For inspiration, here are the previous years' IBARW posts and last year's People of Color in SF Carnival: IBARW edition, which includes a history of the event and recommended posts. You can also check out this post or delicioused recommended reading for further resources.

Sunday, August 3, 2008

Grace Jones's "Corporate Cannibal"


Thanks to Steven Shaviro's discussion of it on The Pinocchio Theory, I've just seen a fantasmic, fantastic video by Grace Jones (directed by Nick Hooker), called Corporate Cannibal. It gave me one of the most powerful aesthetic experiences I've had in a long time, fusing images flowing entirely from Jones's body with music and prose in a frightening confrontation with the world as it currently is. The images of Jones's teeth and the words coming out of her mouth made me feel as if I'd been swallowing razor blades. Nothing has ever made me feel more like I'm "living in the future" than watching this video (not even be herded through the security lines at Sea-Tac at 5:30 a.m. with hundreds of other people, being bombarded with creepy Big Brother tape-loops the entire time).

Here's some of what Shaviro says:

“Corporate Cannibal” is entirely consistent with Jones’ past experiments, and in fact pushes them to a new extreme.
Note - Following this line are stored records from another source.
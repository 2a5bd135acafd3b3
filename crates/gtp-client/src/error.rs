//! Errors surfaced by the engine client.

use gtp::CoordError;
use thiserror::Error;

/// Errors that can occur while driving a GTP engine.
///
/// Only these abort an operation. Unrecognised diagnostic output and missing
/// summary fields are not errors; see [`gtp::AnalysisReport::missing`].
#[derive(Error, Debug)]
pub enum ClientError {
    /// The engine could not be spawned or never acknowledged its setup.
    #[error("Failed to start engine: {0}")]
    StartupFailure(String),
    /// The engine did not acknowledge a command in time.
    #[error("Command '{command}' was not acknowledged in time")]
    CommandTimeout { command: String },
    /// The engine stopped reporting progress without producing a move.
    #[error("Engine produced no move after {polls} idle polls")]
    AnalysisTimeout { polls: u32 },
    /// A command was issued while no engine is running.
    #[error("Engine is not running")]
    NotRunning,
    /// A move was given with an invalid coordinate.
    #[error(transparent)]
    Coord(#[from] CoordError),
    /// Writing to the engine failed.
    #[error("IO error: {0}")]
    Io(#[from] std::io::Error),
}

#[cfg(test)]
mod tests {
    use super::*;

    #[test]
    fn error_display() {
        let timeout = ClientError::CommandTimeout {
            command: "komi 7.5".to_string(),
        };
        assert_eq!(
            timeout.to_string(),
            "Command 'komi 7.5' was not acknowledged in time"
        );
        assert_eq!(ClientError::NotRunning.to_string(), "Engine is not running");
        assert_eq!(
            ClientError::AnalysisTimeout { polls: 40 }.to_string(),
            "Engine produced no move after 40 idle polls"
        );
    }

    #[test]
    fn error_from_coord_error() {
        let err: ClientError = CoordError::BoardSize(30).into();
        assert!(matches!(err, ClientError::Coord(CoordError::BoardSize(30))));
    }

    #[test]
    fn error_from_io_error() {
        let io_error = std::io::Error::new(std::io::ErrorKind::BrokenPipe, "pipe closed");
        match ClientError::from(io_error) {
            ClientError::Io(e) => assert_eq!(e.kind(), std::io::ErrorKind::BrokenPipe),
            other => panic!("Expected Io variant, got {:?}", other),
        }
    }
}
Our technologies have ramified and changed since the 1980s, and Jones has followed them by emerging as the new video flesh (in a manner that was prophesized by Cronenberg’s Videodrome, a film that came out at the same time as Jones’ greatest hits — the early/mid 1980s — but that today, in “Corporate Cannibal,” is no longer a matter of prophecy and science-fictional extrapolation, but simply one of sheer present actuality). In the video, Jones is frightening, ferocious, predatory, vampiric. She has become pure electronic pulse, materiality of the electronic medium (which we were always wrong to consider intangible, dematerialized, or disembodied) — and she will utterly devour and destroy (convert into more image, more electronic pulse, more of herself) whatever thinks it might be able to stand apart from the process.
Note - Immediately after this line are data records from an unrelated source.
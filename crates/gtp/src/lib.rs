//! Go Text Protocol (GTP) types for driving an analysis engine.
//!
//! This crate has no I/O. It provides:
//! - [`Color`] and the coordinate types [`Point`] and [`Vertex`], with
//!   translation between the internal SGF-style space and GTP vertices
//! - [`Command`] for formatting outbound commands
//! - [`lines`] matchers for the engine's diagnostic output
//! - [`parse_analysis`] to turn a finished `genmove` into an [`AnalysisReport`]

mod color;
mod command;
pub mod coord;
pub mod lines;
mod report;

pub use color::Color;
pub use command::Command;
pub use coord::{CoordError, Point, Vertex};
pub use lines::{LineKind, Progress};
pub use report::{parse_analysis, rank_candidates, AnalysisReport, AnalysisStats, CandidateMove};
All this is made explicit in the lyrics to “Corporate Cannibal”: but conversely, these lyrics only have their extrarordinary effect because they have found the proper regime of images to make them operative. Jones’ voice is at first wheedling (”Pleased to meet you/ Pleased to have you on my plate”), before it turns stentorian, imperative, and threatening; and at the end of the song it modulates again, beyond words, into a predatory growl or snarl. She is telling us flatly that she will destory and devour us (”I’m a man-eating machine… Eat you like an animal… Every man, woman, and child is a target”). She is a vampire, but not a romantic one: rather, the song expresses Jones’ absolute identification with Capital as a vampiric force (remember that Marx long ago described capitalism as vampiric: “Capital is dead labor, which, vampire-like, lives only by sucking living labor, and lives the more, the more labor it sucks”). Jones sings: “I deal in the market… A closet full of faceless, nameless, pay-more-for-less emptiness… You’ll pay less tax but I will gain more back… I’ll consume my consumers.” Her lyrics absurdly juxtapose the cliches of corporate-speak (”Employer of the year”) with those of pulp horro (”Grandmaster of fear”). All this is set against a grinding, dissonant musical accompaniment, with harsh backbeats and shrieking guitars that are, however, more downbeat than metal (a number of blogs have compared the music to that of Massive Attack a decade ago, at the time of their album Mezzanine).

Go watch it, then read Shaviro's post in its entirety.